Mostly people living in this area belong to Uttrakhand, Uttar Pradesh, Bihar and Rajasthan, people of all economical strata live here.

Block A mainly comprises wholesale ration markets which supplies ration to the entire ration shopkeepers of noida. People from far off places in Noida generally comes here to purchase monthly ration at cheaper rates. Shopkeepers in this block has formed a general reg. association called New kondli shopkeepers association. This area comes under the (SDM) District of Preet Vihar, and EDMC district of Shahdara south, and Delhi Police governs this area from the Ghazipur Police Station.

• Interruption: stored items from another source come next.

use chrono::Utc;
use jv_cli::core::{ErrorClass, JvError, UpdatePhase};
use jv_cli::distributor::Platform;
use jv_cli::download::{Downloader, http_client};
use jv_cli::test_utils::{init_test_logging, sha256_hex};
use jv_cli::upgrade::{GitHubReleaseSource, SelfUpdater, UpdateCheck, UpdateConfig, VersionChecker};
use std::fs;
use std::io;
use std::path::{Path, PathBuf};
use std::sync::Arc;
use std::time::Duration;
use tempfile::TempDir;
use wiremock::matchers::{method, path};
use wiremock::{Mock, MockServer, ResponseTemplate};

const ASSET: &str = "jv-linux-x86_64";
const CURRENT: &[u8] = b"jv 0.5.2";
const LATEST: &[u8] = b"jv 0.6.0";

struct ReleaseServer {
    server: MockServer,
    temp: TempDir,
    exe: PathBuf,
}

impl ReleaseServer {
    async fn new(published_sum: &str) -> Self {
        init_test_logging(None);
        let server = MockServer::start().await;
        let sums = format!("{published_sum}  {ASSET}\n");

        Mock::given(method("GET"))
            .and(path("/repos/CostaBrosky/jv/releases/latest"))
            .respond_with(ResponseTemplate::new(200).set_body_json(serde_json::json!({
                "tag_name": "v0.6.0",
                "assets": [
                    {"name": ASSET, "size": LATEST.len(),
                     "browser_download_url": format!("{}/download/{ASSET}", server.uri())},
                    {"name": "SHA256SUMS.txt", "size": sums.len(),
                     "browser_download_url": format!("{}/download/SHA256SUMS.txt", server.uri())}
                ]
            })))
            .mount(&server)
            .await;
        Mock::given(method("GET"))
            .and(path("/download/SHA256SUMS.txt"))
            .respond_with(ResponseTemplate::new(200).set_body_string(sums))
            .mount(&server)
            .await;
        Mock::given(method("GET"))
            .and(path(format!("/download/{ASSET}")))
            .respond_with(ResponseTemplate::new(200).set_body_bytes(LATEST))
            .mount(&server)
            .await;

        let temp = TempDir::new().unwrap();
        let exe = temp.path().join("jv");
        fs::write(&exe, CURRENT).unwrap();
        Self { server, temp, exe }
    }

    fn checker(&self) -> VersionChecker {
        let source =
            GitHubReleaseSource::with_api_base(http_client().unwrap(), self.server.uri(), "CostaBrosky/jv");
        VersionChecker::new("0.5.2", Arc::new(source)).with_platform(Platform::new("linux", "x86_64"))
    }

    fn updater(&self) -> SelfUpdater {
        SelfUpdater::new(Downloader::new(http_client().unwrap()), self.exe.clone())
            .cleanup_grace(Duration::from_millis(50))
            .restore_policy(2, Duration::from_millis(10))
    }

    fn backup(&self) -> PathBuf {
        self.temp.path().join("jv.backup")
    }
}

#[tokio::test]
async fn test_check_then_update() {
    let server = ReleaseServer::new(&sha256_hex(LATEST)).await;
    let mut config = UpdateConfig::default();

    let check = server.checker().check(&mut config, Utc::now()).await.unwrap();
    let UpdateCheck::Available(release) = check else {
        panic!("expected an update, got {check:?}");
    };
    assert_eq!(release.version, "0.6.0");
    assert!(config.last_check.is_some());

    let outcome = server.updater().perform_update(&release).await.unwrap();
    assert_eq!(fs::read(&server.exe).unwrap(), LATEST);
    outcome.cleanup.await.unwrap();
    assert!(!server.backup().exists());
}

#[tokio::test]
async fn test_tampered_binary_is_rejected() {
    let server = ReleaseServer::new(&"f".repeat(64)).await;
    let release = server.checker().latest().await.unwrap();

    let err = server.updater().perform_update(&release).await.unwrap_err();
    assert!(matches!(
        err,
        JvError::Update {
            phase: UpdatePhase::Verify,
            ..
        }
    ));
    assert_eq!(err.class(), ErrorClass::Integrity);
    assert_eq!(fs::read(&server.exe).unwrap(), CURRENT);
    assert!(!server.backup().exists());
}

#[tokio::test]
async fn test_failed_replace_restores_original_bytes() {
    let server = ReleaseServer::new(&sha256_hex(LATEST)).await;
    let release = server.checker().latest().await.unwrap();

    let updater = server
        .updater()
        .with_swap(|_new: &Path, exe: &Path| -> io::Result<()> {
            fs::write(exe, b"half written")?;
            Err(io::Error::other("disk full"))
        });
    let err = updater.perform_update(&release).await.unwrap_err();

    assert!(matches!(err.root(), JvError::RolledBack { .. }));
    assert_eq!(fs::read(&server.exe).unwrap(), CURRENT);
    assert!(!server.backup().exists());
}
use crate::constants::DEFAULT_CHECK_INTERVAL_SECS;
use chrono::{DateTime, Utc};
use serde::{Deserialize, Serialize};

/// Self-update settings stored under `update_config` in `jv.json`.
#[derive(Debug, Clone, PartialEq, Eq, Serialize, Deserialize)]
pub struct UpdateConfig {
    /// Master switch; when false jv never contacts the release server.
    #[serde(default = "default_enabled")]
    pub enabled: bool,

    /// Run the rate-limited background check on every command.
    #[serde(default = "default_auto_check")]
    pub auto_check: bool,

    /// When the last check completed.
    #[serde(default, skip_serializing_if = "Option::is_none")]
    pub last_check: Option<DateTime<Utc>>,

    /// A release the user chose to skip.
    #[serde(default, skip_serializing_if = "Option::is_none")]
    pub skip_version: Option<String>,

    /// Minimum seconds between background checks.
    #[serde(default = "default_check_interval")]
    pub check_interval_secs: u64,
}

impl Default for UpdateConfig {
    fn default() -> Self {
        Self {
            enabled: default_enabled(),
            auto_check: default_auto_check(),
            last_check: None,
            skip_version: None,
            check_interval_secs: default_check_interval(),
        }
    }
}

const fn default_enabled() -> bool {
    true
}

const fn default_auto_check() -> bool {
    true
}

const fn default_check_interval() -> u64 {
    DEFAULT_CHECK_INTERVAL_SECS
}

impl UpdateConfig {
    /// The skipped version, ignoring blank markers.
    #[must_use]
    pub fn skipped_version(&self) -> Option<&str> {
        self.skip_version
            .as_deref()
            .map(str::trim)
            .filter(|v| !v.is_empty())
    }

    /// Whether a background check is due at `now`.
    #[must_use]
    pub fn should_check(&self, now: DateTime<Utc>) -> bool {
        if !self.enabled || !self.auto_check {
            return false;
        }
        match self.last_check {
            None => true,
            Some(last) => {
                let elapsed = now.signed_duration_since(last).num_seconds();
                elapsed < 0 || elapsed as u64 >= self.check_interval_secs
            }
        }
    }
}

#[cfg(test)]
mod tests {
    use super::*;
    use chrono::Duration;

    #[test]
    fn test_defaults_from_empty_json() {
        let config: UpdateConfig = serde_json::from_str("{}").unwrap();
        assert_eq!(config, UpdateConfig::default());
        assert!(config.enabled);
        assert!(config.auto_check);
        assert_eq!(config.check_interval_secs, 86400);
    }

    #[test]
    fn test_should_check_interval() {
        let now = Utc::now();
        let mut config = UpdateConfig::default();
        assert!(config.should_check(now));

        config.last_check = Some(now - Duration::hours(1));
        assert!(!config.should_check(now));

        config.last_check = Some(now - Duration::hours(25));
        assert!(config.should_check(now));

        config.auto_check = false;
        assert!(!config.should_check(now));
    }

    #[test]
    fn test_blank_skip_marker_is_ignored() {
        let config: UpdateConfig =
            serde_json::from_str(r#"{"enabled":true,"skip_version":"  "}"#).unwrap();
        assert_eq!(config.skipped_version(), None);
    }
}
//! Cross-platform utilities shared by the pipelines and the CLI.
//!
//! - [`fs`] - atomic writes and path comparison
//! - [`platform`] - OS detection, elevation, JDK layout checks
//! - [`progress`] - progress bars that stay quiet when disabled

pub mod fs;
pub mod platform;
pub mod progress;

pub use fs::{atomic_write, ensure_dir, paths_equal};
pub use platform::{get_home_dir, is_elevated, is_valid_java_home, is_windows};
pub use progress::{ProgressBar, ProgressStyle};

Block B, C and D generally comprises residential area . The commercial belt and shops lies along the Pragati Marg which are in general wholesale shops for ration, stationary, inverter and batteries.

A Newly Janta Housing Scheme is constructed besides the Block - B.

Places of religious interests in the area include:
- Shiv Shakti Mandir
- Mosque where especially people from far-off (Noida) on Friday come to offer zuma during day.

Because of the multi-lingual composition of the population, this colony wears, to some extent, a resemblance of metropolitan accommodation of difference of tongues which is uncharacteristic of Delhi, practically a monolingual city.

A subsidiary pumping ground of Delhi Jal board is there with a big ground for water harvesting system. Recentlym the ex-chief minister Sheila Dikshit has inaugurated 51st electric station of BSES in Block -A. There are two large public parks in this area named Smriti Vana and Kondli-Gharoli.

Two major petrol pumps are in the area; the Ruchika Petrol Pump and the Sobhagya Gas Agency which is the distributor of Bharatgas.
Kondli area have three nursing homes viz. SANKHWAR HOSPITAL, RAJ RANI NURSING HOME, SAI NURSING HOME.

A monorail station has been proposed for this area.